Context Windows: What Developers Get Wrong About AI Coding Assistants

Every developer using AI coding assistants hits the same wall. At first, the AI produces great code. Then, as the project grows, the suggestions get worse. Functions that contradict earlier code. Imports from packages that don't exist. Logic that ignores constraints you established three prompts ago.

The AI didn't get dumber. You ran out of context window.

What a Context Window Is

A context window is the total amount of text an LLM can process in a single interaction. Think of it as the model's working memory. Everything it can "see" right now: your prompt, the files you've attached, the conversation history, the system instructions.

Claude 3.5 Sonnet has a 200K token context window. GPT-4o has 128K. These sound enormous. But in practice, they fill up fast:

A single 500-line source file is roughly 4,000 tokens
Your conversation history from 20 back-and-forth exchanges: 8,000-15,000 tokens
System instructions and tool definitions: 5,000-10,000 tokens
Three files attached for context: 12,000+ tokens

You're already at 30,000-40,000 tokens, and you haven't asked your question yet.

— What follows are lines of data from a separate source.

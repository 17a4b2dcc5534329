use log::debug;

use crate::chars::{collect, index_of};
use crate::cleanup::{cleanup_merge, cleanup_semantic};
use crate::commonality::{self, half_match};
use crate::config::Config;
use crate::difference::Difference;
use crate::edit_type::EditType;
use crate::engine::DifferenceEngine;
use crate::line_map::LineMap;

/// Combined length below which line mode is not worth its overhead
const LINE_MODE_MIN_LENGTH: usize = 250;

/// Computes a cleaned-up edit script between two texts
#[derive(Debug, Clone, Copy)]
pub struct Diff<'a> {
    source: &'a str,
    target: &'a str,
    config: Config,
}

impl<'a> Diff<'a> {
    /// Create a diff between two texts using the default configuration
    pub fn new(source: &'a str, target: &'a str) -> Self {
        Self::with_config(source, target, Config::default())
    }

    /// Create a diff between two texts
    pub fn with_config(source: &'a str, target: &'a str, config: Config) -> Self {
        Self {
            source,
            target,
            config,
        }
    }

    /// Enable or disable the line-mode speedup for this diff
    pub fn check_lines(mut self, check_lines: bool) -> Self {
        self.config.check_lines = check_lines;
        self
    }

    /// Compute the edit script.
    ///
    /// Concatenating every non-insert span gives back the source, every
    /// non-delete span the target. Identical inputs (including two empty
    /// strings) produce a single equality.
    pub fn compare(&self) -> Vec<Difference> {
        if self.source == self.target {
            return vec![Difference::equal(self.source)];
        }
        let source: Vec<char> = self.source.chars().collect();
        let target: Vec<char> = self.target.chars().collect();
        self.main(&source, &target, self.config.check_lines)
    }

    fn main(&self, source: &[char], target: &[char], check_lines: bool) -> Vec<Difference> {
        if source == target {
            if source.is_empty() {
                return Vec::new();
            }
            return vec![Difference::equal(collect(source))];
        }

        let prefix_len = commonality::prefix(source, target);
        let (prefix, source_rest) = source.split_at(prefix_len);
        let target_rest = &target[prefix_len..];

        let suffix_len = commonality::suffix(source_rest, target_rest);
        let (source_middle, suffix) = source_rest.split_at(source_rest.len() - suffix_len);
        let target_middle = &target_rest[..target_rest.len() - suffix_len];

        let mut diffs = Vec::new();
        if !prefix.is_empty() {
            diffs.push(Difference::equal(collect(prefix)));
        }
        diffs.extend(self.compute(source_middle, target_middle, check_lines));
        if !suffix.is_empty() {
            diffs.push(Difference::equal(collect(suffix)));
        }
        cleanup_merge(&mut diffs);
        diffs
    }

    /// Diff two texts that share no prefix or suffix.
    fn compute(&self, source: &[char], target: &[char], check_lines: bool) -> Vec<Difference> {
        if source.is_empty() {
            return vec![Difference::insert(collect(target))];
        }
        if target.is_empty() {
            return vec![Difference::delete(collect(source))];
        }

        let (long, short, edit_type) = if source.len() > target.len() {
            (source, target, EditType::Delete)
        } else {
            (target, source, EditType::Insert)
        };
        if let Some(i) = index_of(long, short, 0) {
            // Shorter text is inside the longer one.
            let mut diffs = Vec::with_capacity(3);
            if i > 0 {
                diffs.push(Difference::new(edit_type, collect(&long[..i])));
            }
            diffs.push(Difference::equal(collect(short)));
            if i + short.len() < long.len() {
                diffs.push(Difference::new(edit_type, collect(&long[i + short.len()..])));
            }
            return diffs;
        }

        if let Some(hm) = half_match(source, target) {
            let source_prefix: Vec<char> = hm.source_prefix.chars().collect();
            let target_prefix: Vec<char> = hm.target_prefix.chars().collect();
            let source_suffix: Vec<char> = hm.source_suffix.chars().collect();
            let target_suffix: Vec<char> = hm.target_suffix.chars().collect();
            let mut diffs = self.main(&source_prefix, &target_prefix, check_lines);
            diffs.push(Difference::equal(hm.commonality));
            diffs.extend(self.main(&source_suffix, &target_suffix, check_lines));
            return diffs;
        }

        let line_mode = check_lines && source.len() + target.len() >= LINE_MODE_MIN_LENGTH;
        let engine = DifferenceEngine::new(self.config);
        let generated = if line_mode {
            let map = LineMap::new(source, target);
            debug!(
                "diffing {} + {} chars in line mode over {} distinct lines",
                source.len(),
                target.len(),
                map.line_count()
            );
            engine
                .generate(map.source_map(), map.target_map())
                .map(|mut diffs| {
                    map.restore(&mut diffs);
                    diffs
                })
        } else {
            engine.generate(source, target)
        };

        let mut diffs = generated.unwrap_or_else(|| {
            vec![
                Difference::delete(collect(source)),
                Difference::insert(collect(target)),
            ]
        });

        if line_mode {
            // Drop freak matches such as lone blank lines.
            cleanup_semantic(&mut diffs);
            diffs = self.rediff_replacements(diffs);
        }
        diffs
    }

    /// Re-diff every run of deletions and insertions between two equalities
    /// a char at a time.
    fn rediff_replacements(&self, diffs: Vec<Difference>) -> Vec<Difference> {
        let mut refined = Vec::with_capacity(diffs.len());
        let mut pending: Vec<Difference> = Vec::new();
        let mut text_delete = String::new();
        let mut text_insert = String::new();

        for diff in diffs.into_iter().chain(std::iter::once(Difference::equal(""))) {
            match diff.edit_type {
                EditType::Delete => {
                    text_delete.push_str(&diff.text);
                    pending.push(diff);
                }
                EditType::Insert => {
                    text_insert.push_str(&diff.text);
                    pending.push(diff);
                }
                EditType::Equal => {
                    let has_delete = pending.iter().any(|d| d.edit_type == EditType::Delete);
                    let has_insert = pending.iter().any(|d| d.edit_type == EditType::Insert);
                    if has_delete && has_insert {
                        let deleted: Vec<char> = text_delete.chars().collect();
                        let inserted: Vec<char> = text_insert.chars().collect();
                        refined.extend(self.main(&deleted, &inserted, false));
                        pending.clear();
                    } else {
                        refined.append(&mut pending);
                    }
                    text_delete.clear();
                    text_insert.clear();
                    if !diff.text.is_empty() {
                        refined.push(diff);
                    }
                }
            }
        }
        refined
    }

    /// Translate a char offset in the source into the matching offset in
    /// the target.
    ///
    /// A location inside a deletion maps to the target offset where that
    /// deletion starts.
    pub fn x_index(diffs: &[Difference], loc: usize) -> usize {
        let mut chars1 = 0;
        let mut chars2 = 0;
        let mut last_chars1 = 0;
        let mut last_chars2 = 0;
        let mut stopped_at = None;
        for diff in diffs {
            let len = diff.char_len();
            if diff.edit_type != EditType::Insert {
                chars1 += len;
            }
            if diff.edit_type != EditType::Delete {
                chars2 += len;
            }
            if chars1 > loc {
                stopped_at = Some(diff);
                break;
            }
            last_chars1 = chars1;
            last_chars2 = chars2;
        }
        match stopped_at {
            Some(diff) if diff.edit_type == EditType::Delete => last_chars2,
            _ => last_chars2 + (loc - last_chars1),
        }
    }

    /// Edit distance implied by an edit script: the number of inserted,
    /// deleted or substituted chars.
    pub fn levenshtein(diffs: &[Difference]) -> usize {
        let mut levenshtein = 0;
        let mut insertions = 0;
        let mut deletions = 0;
        for diff in diffs {
            match diff.edit_type {
                EditType::Insert => insertions += diff.char_len(),
                EditType::Delete => deletions += diff.char_len(),
                EditType::Equal => {
                    // A deletion and an insertion together are one substitution.
                    levenshtein += insertions.max(deletions);
                    insertions = 0;
                    deletions = 0;
                }
            }
        }
        levenshtein + insertions.max(deletions)
    }

    /// Set each span's `index` to its offset in the target text.
    pub fn assign_indices(diffs: &mut [Difference]) {
        let mut index = 0;
        for diff in diffs {
            diff.index = Some(index);
            if diff.edit_type != EditType::Delete {
                index += diff.char_len();
            }
        }
    }

    /// Render an edit script as HTML, one element per span.
    pub fn pretty_html(diffs: &[Difference]) -> String {
        let mut html = String::new();
        let mut index = 0;
        for diff in diffs {
            let text = diff
                .text
                .replace('&', "&amp;")
                .replace('<', "&lt;")
                .replace('>', "&gt;")
                .replace('\n', "&para;<BR>");
            let index_title = diff.index.unwrap_or(index);
            html.push_str(&match diff.edit_type {
                EditType::Insert => format!(
                    "<INS STYLE=\"background:#E6FFE6;\" TITLE=\"i={}\">{}</INS>",
                    index_title, text
                ),
                EditType::Delete => format!(
                    "<DEL STYLE=\"background:#FFE6E6;\" TITLE=\"i={}\">{}</DEL>",
                    index_title, text
                ),
                EditType::Equal => format!("<SPAN TITLE=\"i={}\">{}</SPAN>", index_title, text),
            });
            if diff.edit_type != EditType::Delete {
                index += diff.char_len();
            }
        }
        html
    }
}

/// Reconstruct the source text of an edit script.
pub fn source_text(diffs: &[Difference]) -> String {
    diffs
        .iter()
        .filter(|d| d.edit_type != EditType::Insert)
        .map(|d| d.text.as_str())
        .collect()
}

/// Reconstruct the target text of an edit script.
pub fn target_text(diffs: &[Difference]) -> String {
    diffs
        .iter()
        .filter(|d| d.edit_type != EditType::Delete)
        .map(|d| d.text.as_str())
        .collect()
}
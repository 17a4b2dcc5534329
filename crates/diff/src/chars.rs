//! Search helpers over char slices.

/// First position at or after `from` where `needle` occurs in `haystack`.
pub(crate) fn index_of(haystack: &[char], needle: &[char], from: usize) -> Option<usize> {
    if needle.is_empty() {
        return (from <= haystack.len()).then_some(from);
    }
    if needle.len() > haystack.len() {
        return None;
    }
    (from..=haystack.len() - needle.len()).find(|&i| haystack[i..i + needle.len()] == *needle)
}

/// Last position at or before `from` where `needle` occurs in `haystack`.
pub(crate) fn last_index_of(haystack: &[char], needle: &[char], from: usize) -> Option<usize> {
    if needle.len() > haystack.len() {
        return None;
    }
    let last = (haystack.len() - needle.len()).min(from);
    (0..=last)
        .rev()
        .find(|&i| haystack[i..i + needle.len()] == *needle)
}

/// Collect a char slice into an owned string
pub(crate) fn collect(chars: &[char]) -> String {
    chars.iter().collect()
}

#[cfg(test)]
mod tests {
    use super::*;

    fn chars(s: &str) -> Vec<char> {
        s.chars().collect()
    }

    #[test]
    fn forward_search() {
        let text = chars("abcabc");
        assert_eq!(index_of(&text, &chars("bc"), 0), Some(1));
        assert_eq!(index_of(&text, &chars("bc"), 2), Some(4));
        assert_eq!(index_of(&text, &chars("bc"), 5), None);
        assert_eq!(index_of(&text, &chars(""), 3), Some(3));
        assert_eq!(index_of(&text, &chars("abcabcd"), 0), None);
    }

    #[test]
    fn backward_search() {
        let text = chars("abcabc");
        assert_eq!(last_index_of(&text, &chars("abc"), 10), Some(3));
        assert_eq!(last_index_of(&text, &chars("abc"), 2), Some(0));
        assert_eq!(last_index_of(&text, &chars("x"), 10), None);
    }
}
use std::collections::VecDeque;
use std::fmt;
use std::str::FromStr;

use log::{debug, trace};
use ropey::Rope;

#[cfg(feature = "serde")]
use serde::{Deserialize, Serialize};

use crate::bitap::MAX_PATTERN_LENGTH;
use crate::cleanup::{cleanup_efficiency, cleanup_semantic};
use crate::config::Config;
use crate::diff::{self, Diff};
use crate::difference::Difference;
use crate::edit_type::EditType;
use crate::error::{Error, Result};
use crate::matcher::Match;
use crate::patch_entry::PatchEntry;

/// A list of patch entries that turns one text into another and can be
/// re-applied to copies of the source that have drifted since.
#[derive(Debug, Clone, Default, PartialEq)]
#[cfg_attr(feature = "serde", derive(Serialize, Deserialize))]
pub struct Patch {
    entries: Vec<PatchEntry>,
    config: Config,
}

/// Outcome of [`Patch::apply`]
#[derive(Debug, Clone, PartialEq, Eq)]
pub struct PatchResults {
    /// The patched text
    pub text: String,

    /// Whether each entry, in order, could be applied
    pub results: Vec<bool>,
}

impl PatchResults {
    /// Check if every entry was applied
    pub fn all_applied(&self) -> bool {
        self.results.iter().all(|&applied| applied)
    }

    /// Indices of the entries that could not be located
    pub fn failed_entries(&self) -> Vec<usize> {
        self.results
            .iter()
            .enumerate()
            .filter(|(_, &applied)| !applied)
            .map(|(i, _)| i)
            .collect()
    }
}

impl Patch {
    /// Build a patch turning `source` into `target` with the default
    /// configuration
    pub fn new(source: &str, target: &str) -> Self {
        Self::make(source, target, Config::default())
    }

    /// Build a patch turning `source` into `target`
    pub fn make(source: &str, target: &str, config: Config) -> Self {
        let diffs = Diff::with_config(source, target, config).compare();
        Self::make_with_diffs(source, &diffs, config)
    }

    /// Build a patch from an edit script alone; the source is rebuilt from
    /// its non-insert spans.
    pub fn from_diffs(diffs: &[Difference], config: Config) -> Self {
        let source = diff::source_text(diffs);
        Self::make_with_diffs(&source, diffs, config)
    }

    /// Build a patch from a source text and an edit script computed against it.
    pub fn make_with_diffs(source: &str, diffs: &[Difference], config: Config) -> Self {
        let mut diffs = diffs.to_vec();
        if diffs.len() > 2 {
            cleanup_semantic(&mut diffs);
            cleanup_efficiency(&mut diffs, config.edit_cost);
        }

        let mut entries = Vec::new();
        let margin = config.margin;
        let mut entry = PatchEntry::default();
        // Source offset in the text as it was before the open entry.
        let mut char_count1 = 0;
        // Offset in the text with every edit so far applied.
        let mut char_count2 = 0;
        // Context is taken from the text with every closed entry applied, so
        // that entries line up when applied one after the other.
        let mut prepatch: Vec<char> = source.chars().collect();
        let mut postpatch = Rope::from_str(source);

        let last = diffs.len().saturating_sub(1);
        for (i, diff) in diffs.into_iter().enumerate() {
            let len = diff.char_len();
            if entry.is_empty() && diff.edit_type != EditType::Equal {
                entry.source_start = char_count1;
                entry.target_start = char_count2;
            }

            match diff.edit_type {
                EditType::Insert => {
                    entry.target_length += len;
                    postpatch.insert(char_count2, &diff.text);
                    char_count2 += len;
                    entry.differences.push(diff);
                }
                EditType::Delete => {
                    entry.source_length += len;
                    postpatch.remove(char_count2..char_count2 + len);
                    char_count1 += len;
                    entry.differences.push(diff);
                }
                EditType::Equal => {
                    if len <= 2 * margin && !entry.is_empty() && i != last {
                        // Small equality inside an entry.
                        entry.source_length += len;
                        entry.target_length += len;
                        entry.differences.push(diff);
                    }
                    if len >= 2 * margin && !entry.is_empty() {
                        entry.add_context(&prepatch, &config);
                        entries.push(std::mem::take(&mut entry));
                        prepatch = postpatch.chars().collect();
                        char_count1 = char_count2;
                    }
                    char_count1 += len;
                    char_count2 += len;
                }
            }
        }

        if !entry.is_empty() {
            entry.add_context(&prepatch, &config);
            entries.push(entry);
        }

        Self { entries, config }
    }

    /// Parse the textual form written by [`Patch::to_text`].
    ///
    /// The patch uses the default configuration; use
    /// [`with_config`](Patch::with_config) to apply it with other tunables.
    pub fn from_text(text: &str) -> Result<Self> {
        if text.is_empty() {
            return Ok(Self::default());
        }
        let entries = text
            .split("\n@@")
            .enumerate()
            .map(|(i, block)| {
                if i == 0 {
                    block.parse()
                } else {
                    format!("@@{}", block).parse()
                }
            })
            .collect::<Result<Vec<PatchEntry>>>()?;
        Ok(Self {
            entries,
            config: Config::default(),
        })
    }

    /// Render the patch in its textual form
    pub fn to_text(&self) -> String {
        self.to_string()
    }

    /// Replace the configuration used when applying or splitting
    pub fn with_config(mut self, config: Config) -> Self {
        self.config = config;
        self
    }

    /// The entries of the patch, in application order
    pub fn entries(&self) -> &[PatchEntry] {
        &self.entries
    }

    /// Number of entries
    pub fn len(&self) -> usize {
        self.entries.len()
    }

    /// Check if the patch has no entries
    pub fn is_empty(&self) -> bool {
        self.entries.is_empty()
    }

    /// Context size the patch was built with
    pub fn margin(&self) -> usize {
        self.config.margin
    }

    /// Apply the patch to `text`.
    ///
    /// Each entry is searched for near where the previous entries predict
    /// it; entries whose source text cannot be found are skipped and
    /// reported in [`PatchResults::results`]. Entries too long for the
    /// fuzzy locator are applied as the pieces [`split_max`](Patch::split_max)
    /// would cut them into, and count as applied only when every piece
    /// was. The patch itself is not modified.
    pub fn apply(&self, text: &str) -> PatchResults {
        let matcher = Match::new(self.config);
        let margin = self.split_margin();
        let mut rope = Rope::from_str(text);
        let mut results = vec![true; self.entries.len()];
        // Drift between where entries were made and where they are found.
        let mut delta: isize = 0;

        for (i, entry) in self.entries.iter().enumerate() {
            for piece in split_entry(entry.clone(), margin) {
                if !self.apply_entry(&matcher, &mut rope, &piece, &mut delta) {
                    debug!("patch entry {} did not apply", i);
                    results[i] = false;
                }
            }
        }

        PatchResults {
            text: rope.to_string(),
            results,
        }
    }

    fn apply_entry(
        &self,
        matcher: &Match,
        rope: &mut Rope,
        entry: &PatchEntry,
        delta: &mut isize,
    ) -> bool {
        let expected = entry.target_start.saturating_add_signed(*delta);
        let source_text = entry.source_text();
        let source: Vec<char> = source_text.chars().collect();
        let current: Vec<char> = rope.chars().collect();

        let Some(start) = matcher.locate_chars(&current, &source, expected) else {
            debug!(
                "no match near offset {} for {} chars of patch source",
                expected,
                source.len()
            );
            return false;
        };
        trace!("patch source expected at {}, found at {}", expected, start);
        *delta = start as isize - entry.target_start as isize;

        let end = (start + source.len()).min(current.len());
        let found = &current[start..end];
        if found == source.as_slice() {
            rope.remove(start..end);
            rope.insert(start, &entry.target_text());
            return true;
        }

        // Imperfect match: map every edit through a diff between the
        // expected and the found text.
        let found_text: String = found.iter().collect();
        let diffs = Diff::with_config(&source_text, &found_text, self.config)
            .check_lines(false)
            .compare();
        let mut index1 = 0;
        for diff in &entry.differences {
            let len = diff.char_len();
            match diff.edit_type {
                EditType::Insert => {
                    let at = (start + Diff::x_index(&diffs, index1)).min(rope.len_chars());
                    rope.insert(at, &diff.text);
                }
                EditType::Delete => {
                    let from = (start + Diff::x_index(&diffs, index1)).min(rope.len_chars());
                    let to = (start + Diff::x_index(&diffs, index1 + len))
                        .clamp(from, rope.len_chars());
                    rope.remove(from..to);
                }
                EditType::Equal => {}
            }
            if diff.edit_type != EditType::Delete {
                index1 += len;
            }
        }
        true
    }

    /// Break up every entry whose source side is longer than the fuzzy
    /// locator can search for.
    ///
    /// The pieces carry fresh context and, applied in order, have the same
    /// effect as the original entry. [`apply`](Patch::apply) splits on the
    /// fly, so this only matters for the stored form: an unsplit patch
    /// written by [`to_text`](Patch::to_text) keeps its long entries.
    pub fn split_max(&mut self) {
        let margin = self.split_margin();
        self.entries = std::mem::take(&mut self.entries)
            .into_iter()
            .flat_map(|entry| split_entry(entry, margin))
            .collect();
    }

    // Leave room for at least one char of content per piece.
    fn split_margin(&self) -> usize {
        self.config.margin.min(MAX_PATTERN_LENGTH / 2 - 1)
    }
}

/// Cut an entry into pieces whose source side fits the fuzzy locator.
fn split_entry(big: PatchEntry, margin: usize) -> Vec<PatchEntry> {
    let patch_size = MAX_PATTERN_LENGTH;
    if big.source_length <= patch_size {
        return vec![big];
    }
    debug!(
        "splitting patch entry at {} with {} source chars",
        big.source_start, big.source_length
    );

    let mut split = Vec::new();
    let mut start1 = big.source_start;
    let mut start2 = big.target_start;
    let mut precontext = String::new();
    let mut diffs: VecDeque<Difference> = big.differences.into();
    while !diffs.is_empty() {
        let precontext_len = precontext.chars().count();
        let mut piece = PatchEntry::new(
            start1.saturating_sub(precontext_len),
            start2.saturating_sub(precontext_len),
        );
        let mut empty = true;
        if !precontext.is_empty() {
            piece.source_length = precontext_len;
            piece.target_length = precontext_len;
            piece.differences.push(Difference::equal(precontext.as_str()));
        }

        while piece.source_length < patch_size - margin {
            let Some(diff) = diffs.pop_front() else {
                break;
            };
            let len = diff.char_len();
            if diff.edit_type == EditType::Insert {
                piece.target_length += len;
                start2 += len;
                piece.differences.push(diff);
                empty = false;
                continue;
            }

            // Deletion or equality: take only what still fits.
            let take = len.min(patch_size - piece.source_length - margin);
            let head: String = diff.text.chars().take(take).collect();
            piece.source_length += take;
            start1 += take;
            if diff.edit_type == EditType::Equal {
                piece.target_length += take;
                start2 += take;
            } else {
                empty = false;
            }
            if take < len {
                let tail: String = diff.text.chars().skip(take).collect();
                diffs.push_front(Difference::new(diff.edit_type, tail));
            }
            piece.differences.push(Difference::new(diff.edit_type, head));
        }

        // Head context of the next piece.
        let target: Vec<char> = piece.target_text().chars().collect();
        precontext = target[target.len().saturating_sub(margin)..].iter().collect();

        // Tail context of this piece.
        let postcontext: String = diffs
            .iter()
            .filter(|d| d.edit_type != EditType::Insert)
            .flat_map(|d| d.text.chars())
            .take(margin)
            .collect();
        if !postcontext.is_empty() {
            let postcontext_len = postcontext.chars().count();
            piece.source_length += postcontext_len;
            piece.target_length += postcontext_len;
            match piece.differences.last_mut() {
                Some(last) if last.is_equal() => last.append_text(&postcontext),
                _ => piece.differences.push(Difference::equal(postcontext)),
            }
        }

        if !empty {
            split.push(piece);
        }
    }
    split
}

impl fmt::Display for Patch {
    fn fmt(&self, f: &mut fmt::Formatter<'_>) -> fmt::Result {
        for entry in &self.entries {
            write!(f, "{}", entry)?;
        }
        Ok(())
    }
}

impl FromStr for Patch {
    type Err = Error;

    fn from_str(text: &str) -> Result<Self> {
        Self::from_text(text)
    }
}
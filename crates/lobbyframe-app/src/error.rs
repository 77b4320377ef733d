//! Channel errors.

use thiserror::Error;

/// The other end of a channel was dropped.
#[derive(Error, Debug, Clone, Copy, PartialEq, Eq)]
#[error("channel closed")]
pub struct ChannelClosed;
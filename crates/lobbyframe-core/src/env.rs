//! Environment abstraction for deterministic testing.
//!
//! Decouples client logic from the system clock. Transfer retention is the only
//! time-dependent behavior in the core, and it reads time exclusively through
//! [`Environment::now`] so tests can drive the clock by hand.

use std::{fmt, ops::Sub, time::Duration};

/// Abstract environment providing time.
///
/// # Invariants
///
/// - `now()` never goes backwards
pub trait Environment: Clone + Send + Sync + 'static {
    /// The specific instant type used by this environment.
    ///
    /// Production uses `std::time::Instant`, tests use a manually advanced
    /// clock.
    type Instant: Copy + Ord + fmt::Debug + Send + Sync + Sub<Output = Duration>;

    /// Current time (monotonic).
    fn now(&self) -> Self::Instant;
}

/// Production environment backed by the system monotonic clock.
#[derive(Debug, Clone, Copy, Default)]
pub struct SystemEnv;

impl SystemEnv {
    /// Create a new system environment.
    #[must_use]
    pub fn new() -> Self {
        Self
    }
}

impl Environment for SystemEnv {
    type Instant = std::time::Instant;

    fn now(&self) -> Self::Instant {
        std::time::Instant::now()
    }
}

/// Test environments.
pub mod test_utils {
    use std::{
        sync::{
            Arc,
            atomic::{AtomicU64, Ordering},
        },
        time::{Duration, Instant},
    };

    use super::Environment;

    /// Environment whose clock only moves when told to.
    ///
    /// Clones share the same clock, so a test can keep one handle and give
    /// another to the router.
    #[derive(Debug, Clone)]
    pub struct MockEnv {
        base: Instant,
        elapsed_nanos: Arc<AtomicU64>,
    }

    impl MockEnv {
        /// Create a clock frozen at its starting point.
        pub fn new() -> Self {
            Self { base: Instant::now(), elapsed_nanos: Arc::new(AtomicU64::new(0)) }
        }

        /// Move the clock forward.
        pub fn advance(&self, by: Duration) {
            let nanos = u64::try_from(by.as_nanos()).unwrap_or(u64::MAX);
            self.elapsed_nanos.fetch_add(nanos, Ordering::SeqCst);
        }

        /// Time elapsed since the clock was created.
        pub fn elapsed(&self) -> Duration {
            Duration::from_nanos(self.elapsed_nanos.load(Ordering::SeqCst))
        }
    }

    impl Default for MockEnv {
        fn default() -> Self {
            Self::new()
        }
    }

    impl Environment for MockEnv {
        type Instant = Instant;

        fn now(&self) -> Self::Instant {
            self.base + self.elapsed()
        }
    }
}
//! Client configuration.

use std::time::Duration;

/// Default retention window for finished or cancelled transfers.
pub const DEFAULT_TRANSFER_RETENTION: Duration = Duration::from_secs(30);

/// Tunables for the event router.
#[derive(Debug, Clone, PartialEq, Eq)]
pub struct ClientConfig {
    /// How long a terminal transfer stays visible before `sweep` removes it.
    ///
    /// Gives the rendering layer time to show "done" or "cancelled" before the
    /// entry disappears.
    pub transfer_retention: Duration,
}

impl Default for ClientConfig {
    fn default() -> Self {
        Self { transfer_retention: DEFAULT_TRANSFER_RETENTION }
    }
}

Why More Context Isn't Always Better

Here's what most developers don't realize: LLMs don't process all tokens equally. Research on "lost in the middle" shows that models pay the most attention to the beginning and end of the context window. Information buried in the middle gets less weight.

This means:

If you paste five files into a prompt, the AI focuses on the first and last. The middle three get fuzzy treatment.
If your conversation has 30 messages, the early exchanges and the latest ones dominate. Your important architectural decision from message 12? The model might not weight it appropriately.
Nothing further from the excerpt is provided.